He endeavored to soothe me, urging his request with a pleading force
which I could scarcely withstand.

"I am not prepared, Richard," said I, drying my tears; "this is so
sudden, so unlooked for, I must have time for thought."

But thought only revealed a gaping abyss, from which I must fly.

He continued to urge his plea; but seeing I would not yield, his
countenance changed. The sweet, seductive smile vanished. He grew white
as the moonbeam, and, clenching his hand and setting his teeth, bent over
me, whispering huskily:

"Agnes, I shall not step from this room to-night. I have the key. You
have promised to be mine. You shall keep that promise. To-night you shall
keep that promise!"

If he was pale, I became paler. A cold chill crept over me. But I took my
resolution, unyielding as death, not to grant his request.

A chasm seemed to yawn before me. The loneliness and friendlessness of
my position were presented to my mind with terrific reality. A deadly
swoon-like feeling ensued. To yield in this might seal my fate. I paced
the floor rapidly, praying for help.

Help came suddenly. As I passed the door of my wardrobe, I remembered
that the same key unlocked this and the door of my apartment. I drew it
forth, and in the twinkling of an eye I was free.

The cool air from the outside passage, and the prospect of liberty,
cooled my excited nerves, and revived me for the work I had to
accomplish.

"Richard," said I, my hand upon the latch, "you or I must leave."

He made no reply, but violently rising from his chair, grasped something
that lay near him, and tearing it to atoms, rushed by me without word or
look, and reaching the stairs, hastened out of sight.

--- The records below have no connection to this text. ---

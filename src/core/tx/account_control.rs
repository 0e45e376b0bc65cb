// Copyright (c) 2026 Amunchain
// Licensed under the Apache License, Version 2.0 (the "License");
// you may not use this file except in compliance with the License.
// You may obtain a copy of the License at
//     http://www.apache.org/licenses/LICENSE-2.0
// Unless required by applicable law or agreed to in writing, software
// distributed under the License is distributed on an "AS IS" BASIS,
// WITHOUT WARRANTIES OR CONDITIONS OF ANY KIND, either express or implied.
// See the License for the specific language governing permissions and
// limitations under the License.

#![forbid(unsafe_code)]

//! Account control type (4): stake leasing and the phasing-only restriction.

use crate::core::ledger::phasing::VotingModel;
use crate::core::ledger::{Ledger, LedgerError};
use crate::core::params::{MAX_LEASING_PERIOD, MIN_LEASING_PERIOD};
use crate::core::tx::appendix::Attachment;
use crate::core::tx::registry::{
    missing_attachment, wrong_attachment, TransactionBehavior, ValidationContext,
};
use crate::core::tx::transaction::Transaction;
use crate::core::tx::{is_duplicate, Duplicates, TxKind, ValidationError};

/// Lease the sender's forging stake to the recipient for `period` blocks.
pub struct EffectiveBalanceLeasing;

impl TransactionBehavior for EffectiveBalanceLeasing {
    fn kind(&self) -> TxKind {
        TxKind::EFFECTIVE_BALANCE_LEASING
    }
    fn name(&self) -> &'static str {
        "EffectiveBalanceLeasing"
    }

    fn validate_attachment(&self, tx: &Transaction, ctx: &ValidationContext<'_>) -> Result<(), ValidationError> {
        let Attachment::EffectiveBalanceLeasing { period } = tx.attachment() else {
            return Err(wrong_attachment());
        };
        if tx.amount() != 0 {
            return Err(ValidationError::not_valid("amount must be zero"));
        }
        let lessee = tx
            .recipient()
            .ok_or_else(|| ValidationError::not_valid("lease needs a recipient"))?;
        if lessee == tx.sender_id() {
            return Err(ValidationError::not_valid("cannot lease to self"));
        }
        let period = *period as u32;
        if !(MIN_LEASING_PERIOD..=MAX_LEASING_PERIOD).contains(&period) {
            return Err(ValidationError::not_valid(format!("lease period {period} out of range")));
        }
        if ctx.ledger.public_key(lessee)?.is_none() && tx.public_key_announcement().is_none() {
            return Err(ValidationError::not_currently_valid("lessee has no public key"));
        }
        Ok(())
    }

    fn apply_attachment(&self, tx: &Transaction, ledger: &Ledger, height: u32) -> Result<(), LedgerError> {
        let Attachment::EffectiveBalanceLeasing { period } = tx.attachment() else {
            return Err(missing_attachment());
        };
        let lessee = tx.recipient().ok_or(LedgerError::Missing("recipient"))?;
        ledger.lease(tx.sender_id(), lessee, *period as u32, height)
    }

    fn is_block_duplicate(&self, tx: &Transaction, duplicates: &mut Duplicates) -> bool {
        is_duplicate(
            TxKind::EFFECTIVE_BALANCE_LEASING,
            &tx.sender_id().to_string(),
            duplicates,
            1,
        )
    }
}

/// Register (or clear, with voting model `None`) mandatory phasing parameters.
pub struct SetPhasingOnly;

impl TransactionBehavior for SetPhasingOnly {
    fn kind(&self) -> TxKind {
        TxKind::SET_PHASING_ONLY
    }
    fn name(&self) -> &'static str {
        "SetPhasingOnly"
    }
    fn can_have_recipient(&self) -> bool {
        false
    }
    fn must_have_recipient(&self) -> bool {
        false
    }
    fn is_phasing_safe(&self) -> bool {
        false
    }

    fn validate_attachment(&self, tx: &Transaction, _ctx: &ValidationContext<'_>) -> Result<(), ValidationError> {
        let Attachment::SetPhasingOnly { params } = tx.attachment() else {
            return Err(wrong_attachment());
        };
        if tx.amount() != 0 {
            return Err(ValidationError::not_valid("amount must be zero"));
        }
        params.validate().map_err(ValidationError::not_valid)
    }

    fn apply_attachment(&self, tx: &Transaction, ledger: &Ledger, height: u32) -> Result<(), LedgerError> {
        let Attachment::SetPhasingOnly { params } = tx.attachment() else {
            return Err(missing_attachment());
        };
        let control = (params.voting_model != VotingModel::None).then(|| params.clone());
        ledger.set_phasing_only(tx.sender_id(), control, height)
    }

    fn is_block_duplicate(&self, tx: &Transaction, duplicates: &mut Duplicates) -> bool {
        is_duplicate(TxKind::SET_PHASING_ONLY, &tx.sender_id().to_string(), duplicates, 1)
    }
}

pub(crate) fn behaviors() -> Vec<Box<dyn TransactionBehavior>> {
    vec![Box::new(EffectiveBalanceLeasing), Box::new(SetPhasingOnly)]
}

Mechanically I sat down, and with sad, straining eyes surveyed the wreck
before me. My bridal wreath was shivered into fragments; its white
petals, like fruit blossoms caught in an untimely blast, sprinkled the
floor; my laces were in shreds like the riven mast of some shipwrecked
vessel.

Of course there was no sleep for me that night. When worn out with
thinking and weeping, I drew a large easy chair up to the door and sat
there as guard, listening, with the hope which moment after moment grew
fainter, that he would return and whisper in my willing ear a sweet
demand for pardon, some word in extenuation for his unseemly conduct; but
he came not.

Toward daybreak, I was aroused from the lethargy into which I had fallen
from sheer exhaustion by the sound of excited voices and hurried
movements in the room below. As these subsided and the gray morning
broke, I was startled by the sound of a horse's hoofs on the graveled
walk.

A fearful foreboding possessed me; what could it mean? Somebody was
riding away; who was it? Through the gate and down the avenue I heard the
galloping steed.

I dragged my nerveless limbs to the window and peered forth. Clear
against the horizon, now streaked with pale crimson rays of dawn, rising
in bold relief I beheld the receding figure of Richard Bristed.

He was leaving me without word or sign. My head reeled; I grasped the
window casement to steady myself, and sank insensible upon the floor.




CHAPTER VI.


I must have remained in this condition some hours, for the sun was high
in the heavens when I opened my eyes and became conscious. Where was I?
Not in my own room, surely; the fragrance of exotics did not penetrate my
lattice; the simple honeysuckle that twined around my window breathed
forth a different perfume from this. My heart gave one glad leap. Oh, it
is all a dream! I thought; Richard's galloping down the road, and all the
past night's misery is a dream! With this reflection a happy tranquillity
was stealing over me, when I heard a well-known voice exclaim:

"Look, Mary, attend her; she has opened her eyes, thank God."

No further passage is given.